» Source information:
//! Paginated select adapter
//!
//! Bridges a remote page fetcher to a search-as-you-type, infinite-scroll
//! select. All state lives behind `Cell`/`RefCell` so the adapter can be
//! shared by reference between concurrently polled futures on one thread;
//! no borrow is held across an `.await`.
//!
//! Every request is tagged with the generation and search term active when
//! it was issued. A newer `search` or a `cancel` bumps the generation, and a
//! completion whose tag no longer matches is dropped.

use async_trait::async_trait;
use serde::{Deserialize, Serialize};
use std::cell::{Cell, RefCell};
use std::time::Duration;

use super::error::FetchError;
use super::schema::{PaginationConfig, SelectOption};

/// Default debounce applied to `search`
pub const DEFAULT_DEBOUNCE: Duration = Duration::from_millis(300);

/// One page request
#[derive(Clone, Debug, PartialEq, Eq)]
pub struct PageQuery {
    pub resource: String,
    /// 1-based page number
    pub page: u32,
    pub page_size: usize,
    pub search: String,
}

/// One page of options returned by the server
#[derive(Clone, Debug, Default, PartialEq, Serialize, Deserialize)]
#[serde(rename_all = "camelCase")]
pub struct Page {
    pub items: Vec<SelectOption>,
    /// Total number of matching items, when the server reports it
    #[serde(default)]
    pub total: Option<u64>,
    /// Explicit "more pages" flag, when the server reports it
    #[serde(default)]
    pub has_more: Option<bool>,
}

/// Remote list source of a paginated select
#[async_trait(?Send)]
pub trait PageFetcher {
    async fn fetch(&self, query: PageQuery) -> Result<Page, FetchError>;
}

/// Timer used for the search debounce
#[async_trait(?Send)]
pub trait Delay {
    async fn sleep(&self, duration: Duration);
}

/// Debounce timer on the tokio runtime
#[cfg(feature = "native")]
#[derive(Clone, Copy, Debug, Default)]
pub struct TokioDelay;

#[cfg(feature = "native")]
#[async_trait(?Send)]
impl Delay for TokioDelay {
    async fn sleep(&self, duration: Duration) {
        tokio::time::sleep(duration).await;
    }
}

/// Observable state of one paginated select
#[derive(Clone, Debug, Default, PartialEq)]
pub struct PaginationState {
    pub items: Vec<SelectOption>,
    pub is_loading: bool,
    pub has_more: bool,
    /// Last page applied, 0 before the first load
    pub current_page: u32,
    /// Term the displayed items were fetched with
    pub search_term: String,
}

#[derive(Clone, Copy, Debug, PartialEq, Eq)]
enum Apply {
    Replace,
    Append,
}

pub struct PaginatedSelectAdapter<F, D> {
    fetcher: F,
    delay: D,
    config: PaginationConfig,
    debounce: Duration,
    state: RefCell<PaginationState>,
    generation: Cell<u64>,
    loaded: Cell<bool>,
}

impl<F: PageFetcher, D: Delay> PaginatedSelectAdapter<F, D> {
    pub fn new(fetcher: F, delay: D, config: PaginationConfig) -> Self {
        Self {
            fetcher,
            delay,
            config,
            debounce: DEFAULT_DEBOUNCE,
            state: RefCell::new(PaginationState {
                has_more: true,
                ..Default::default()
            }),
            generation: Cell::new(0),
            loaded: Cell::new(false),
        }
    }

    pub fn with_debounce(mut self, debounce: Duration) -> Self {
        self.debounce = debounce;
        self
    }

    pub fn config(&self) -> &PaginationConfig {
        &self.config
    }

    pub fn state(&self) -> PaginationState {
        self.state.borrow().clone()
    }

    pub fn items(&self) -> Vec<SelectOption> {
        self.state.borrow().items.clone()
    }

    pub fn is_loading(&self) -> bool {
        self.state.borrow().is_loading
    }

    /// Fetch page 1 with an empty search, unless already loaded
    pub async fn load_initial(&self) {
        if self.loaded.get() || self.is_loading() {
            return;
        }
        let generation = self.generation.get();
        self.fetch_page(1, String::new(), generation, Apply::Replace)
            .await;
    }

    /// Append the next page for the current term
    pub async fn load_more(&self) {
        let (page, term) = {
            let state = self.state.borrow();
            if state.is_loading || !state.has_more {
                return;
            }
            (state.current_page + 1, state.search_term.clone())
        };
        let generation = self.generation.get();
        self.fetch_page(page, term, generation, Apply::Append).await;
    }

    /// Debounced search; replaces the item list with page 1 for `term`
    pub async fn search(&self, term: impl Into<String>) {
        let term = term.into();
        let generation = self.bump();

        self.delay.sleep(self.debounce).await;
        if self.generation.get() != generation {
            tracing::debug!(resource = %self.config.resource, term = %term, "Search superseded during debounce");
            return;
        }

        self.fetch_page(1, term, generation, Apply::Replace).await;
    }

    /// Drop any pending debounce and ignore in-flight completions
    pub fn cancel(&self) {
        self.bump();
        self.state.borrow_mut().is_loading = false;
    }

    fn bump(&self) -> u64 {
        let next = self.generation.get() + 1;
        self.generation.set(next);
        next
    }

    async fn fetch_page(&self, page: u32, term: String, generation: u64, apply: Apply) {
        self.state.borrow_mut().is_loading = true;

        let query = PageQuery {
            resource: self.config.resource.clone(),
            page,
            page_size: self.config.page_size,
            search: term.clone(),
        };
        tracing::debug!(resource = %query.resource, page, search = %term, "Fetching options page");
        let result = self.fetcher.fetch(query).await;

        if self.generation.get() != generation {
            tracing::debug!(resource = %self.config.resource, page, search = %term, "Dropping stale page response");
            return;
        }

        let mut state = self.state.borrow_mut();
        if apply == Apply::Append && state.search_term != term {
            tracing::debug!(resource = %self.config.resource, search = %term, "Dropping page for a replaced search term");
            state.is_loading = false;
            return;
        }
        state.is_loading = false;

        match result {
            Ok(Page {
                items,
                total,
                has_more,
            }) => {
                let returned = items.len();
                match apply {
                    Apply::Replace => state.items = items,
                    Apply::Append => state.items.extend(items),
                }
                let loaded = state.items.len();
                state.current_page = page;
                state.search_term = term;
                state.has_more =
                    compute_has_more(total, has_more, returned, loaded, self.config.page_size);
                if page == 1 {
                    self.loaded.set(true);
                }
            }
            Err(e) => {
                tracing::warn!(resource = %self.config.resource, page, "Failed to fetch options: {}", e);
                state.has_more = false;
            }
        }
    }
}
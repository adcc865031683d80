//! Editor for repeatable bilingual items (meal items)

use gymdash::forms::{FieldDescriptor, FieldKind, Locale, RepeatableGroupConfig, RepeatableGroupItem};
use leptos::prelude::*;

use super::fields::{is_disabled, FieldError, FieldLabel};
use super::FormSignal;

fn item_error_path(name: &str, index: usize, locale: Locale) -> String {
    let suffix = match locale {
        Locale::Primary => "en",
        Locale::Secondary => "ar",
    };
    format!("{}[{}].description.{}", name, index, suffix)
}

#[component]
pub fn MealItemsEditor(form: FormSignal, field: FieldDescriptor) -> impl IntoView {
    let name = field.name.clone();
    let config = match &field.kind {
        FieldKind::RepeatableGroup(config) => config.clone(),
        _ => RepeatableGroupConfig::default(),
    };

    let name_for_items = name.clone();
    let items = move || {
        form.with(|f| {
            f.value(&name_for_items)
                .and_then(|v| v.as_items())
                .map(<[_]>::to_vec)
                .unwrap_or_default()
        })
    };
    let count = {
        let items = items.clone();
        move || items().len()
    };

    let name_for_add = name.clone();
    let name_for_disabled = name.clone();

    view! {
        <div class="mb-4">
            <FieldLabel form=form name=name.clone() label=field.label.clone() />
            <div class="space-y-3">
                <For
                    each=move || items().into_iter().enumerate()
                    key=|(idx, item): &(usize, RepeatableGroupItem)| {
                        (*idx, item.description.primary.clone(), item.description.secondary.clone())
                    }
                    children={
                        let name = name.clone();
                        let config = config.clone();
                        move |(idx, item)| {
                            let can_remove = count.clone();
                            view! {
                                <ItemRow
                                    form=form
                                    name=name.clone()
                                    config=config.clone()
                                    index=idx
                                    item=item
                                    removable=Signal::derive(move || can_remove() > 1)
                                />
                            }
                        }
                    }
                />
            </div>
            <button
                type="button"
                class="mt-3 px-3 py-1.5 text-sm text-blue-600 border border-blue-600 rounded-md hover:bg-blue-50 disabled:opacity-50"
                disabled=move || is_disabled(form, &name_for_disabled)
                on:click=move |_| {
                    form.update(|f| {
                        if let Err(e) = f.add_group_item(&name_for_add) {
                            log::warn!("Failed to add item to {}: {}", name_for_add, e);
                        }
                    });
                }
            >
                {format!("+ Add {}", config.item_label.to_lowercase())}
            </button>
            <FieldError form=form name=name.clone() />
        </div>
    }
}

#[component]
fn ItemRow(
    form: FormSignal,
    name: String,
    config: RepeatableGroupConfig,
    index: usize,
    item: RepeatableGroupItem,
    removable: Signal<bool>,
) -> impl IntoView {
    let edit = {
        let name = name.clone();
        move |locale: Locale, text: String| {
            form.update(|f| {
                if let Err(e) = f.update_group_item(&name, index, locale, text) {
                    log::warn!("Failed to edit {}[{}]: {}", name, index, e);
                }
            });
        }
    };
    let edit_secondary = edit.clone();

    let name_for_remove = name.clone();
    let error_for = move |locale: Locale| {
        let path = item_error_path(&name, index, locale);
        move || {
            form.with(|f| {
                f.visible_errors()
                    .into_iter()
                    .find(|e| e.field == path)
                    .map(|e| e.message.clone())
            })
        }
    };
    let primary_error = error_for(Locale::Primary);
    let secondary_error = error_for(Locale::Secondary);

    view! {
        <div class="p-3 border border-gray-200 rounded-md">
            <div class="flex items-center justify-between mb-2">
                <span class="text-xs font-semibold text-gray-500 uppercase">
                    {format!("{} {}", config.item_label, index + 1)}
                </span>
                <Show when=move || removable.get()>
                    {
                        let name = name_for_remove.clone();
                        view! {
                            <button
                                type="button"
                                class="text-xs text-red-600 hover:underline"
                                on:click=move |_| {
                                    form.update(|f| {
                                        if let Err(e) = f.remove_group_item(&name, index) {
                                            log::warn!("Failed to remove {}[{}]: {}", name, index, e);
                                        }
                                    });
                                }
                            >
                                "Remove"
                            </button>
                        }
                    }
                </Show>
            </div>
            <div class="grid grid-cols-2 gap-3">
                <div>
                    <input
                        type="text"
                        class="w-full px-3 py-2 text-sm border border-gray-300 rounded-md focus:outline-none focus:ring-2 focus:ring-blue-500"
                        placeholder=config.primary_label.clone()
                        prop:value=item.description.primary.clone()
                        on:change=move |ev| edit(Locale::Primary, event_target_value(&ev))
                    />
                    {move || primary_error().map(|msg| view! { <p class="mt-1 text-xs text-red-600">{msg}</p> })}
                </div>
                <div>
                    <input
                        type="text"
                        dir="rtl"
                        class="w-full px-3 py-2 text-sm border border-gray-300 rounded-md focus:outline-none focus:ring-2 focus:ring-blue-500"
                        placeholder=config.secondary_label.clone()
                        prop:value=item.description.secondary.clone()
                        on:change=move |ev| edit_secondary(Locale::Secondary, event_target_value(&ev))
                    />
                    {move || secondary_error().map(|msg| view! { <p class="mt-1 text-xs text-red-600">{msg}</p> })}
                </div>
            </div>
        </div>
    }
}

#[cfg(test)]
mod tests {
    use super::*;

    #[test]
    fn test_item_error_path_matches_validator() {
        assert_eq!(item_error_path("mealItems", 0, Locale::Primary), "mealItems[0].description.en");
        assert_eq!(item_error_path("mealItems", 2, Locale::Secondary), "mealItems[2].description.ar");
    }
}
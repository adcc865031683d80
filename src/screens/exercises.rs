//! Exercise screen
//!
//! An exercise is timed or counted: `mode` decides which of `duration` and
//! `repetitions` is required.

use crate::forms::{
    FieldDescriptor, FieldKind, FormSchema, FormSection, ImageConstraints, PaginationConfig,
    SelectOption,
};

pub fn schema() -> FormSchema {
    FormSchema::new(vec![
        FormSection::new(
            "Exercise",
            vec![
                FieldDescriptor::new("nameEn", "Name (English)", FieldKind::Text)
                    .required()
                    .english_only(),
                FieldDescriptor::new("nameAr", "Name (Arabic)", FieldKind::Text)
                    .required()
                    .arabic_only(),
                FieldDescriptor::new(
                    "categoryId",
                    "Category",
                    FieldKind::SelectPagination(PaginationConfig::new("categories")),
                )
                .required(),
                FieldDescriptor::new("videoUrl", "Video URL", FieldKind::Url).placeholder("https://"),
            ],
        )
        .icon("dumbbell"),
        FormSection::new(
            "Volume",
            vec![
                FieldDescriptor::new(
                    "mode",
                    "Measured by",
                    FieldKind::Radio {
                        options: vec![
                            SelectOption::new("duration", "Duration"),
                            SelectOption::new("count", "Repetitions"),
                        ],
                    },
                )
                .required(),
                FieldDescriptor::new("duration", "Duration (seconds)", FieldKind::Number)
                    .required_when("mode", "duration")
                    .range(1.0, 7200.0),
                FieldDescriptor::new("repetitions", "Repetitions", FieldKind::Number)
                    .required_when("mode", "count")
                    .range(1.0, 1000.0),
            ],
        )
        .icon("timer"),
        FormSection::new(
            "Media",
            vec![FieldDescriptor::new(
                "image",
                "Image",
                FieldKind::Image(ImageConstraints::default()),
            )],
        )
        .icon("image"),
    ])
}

» What this task involves: Reproduce the records above line by line, without any change, up to and including the line that holds "term active when".

» Solution for this problem:
//! Paginated select adapter
//!
//! Bridges a remote page fetcher to a search-as-you-type, infinite-scroll
//! select. All state lives behind `Cell`/`RefCell` so the adapter can be
//! shared by reference between concurrently polled futures on one thread;
//! no borrow is held across an `.await`.
//!
//! Every request is tagged with the generation and search term active when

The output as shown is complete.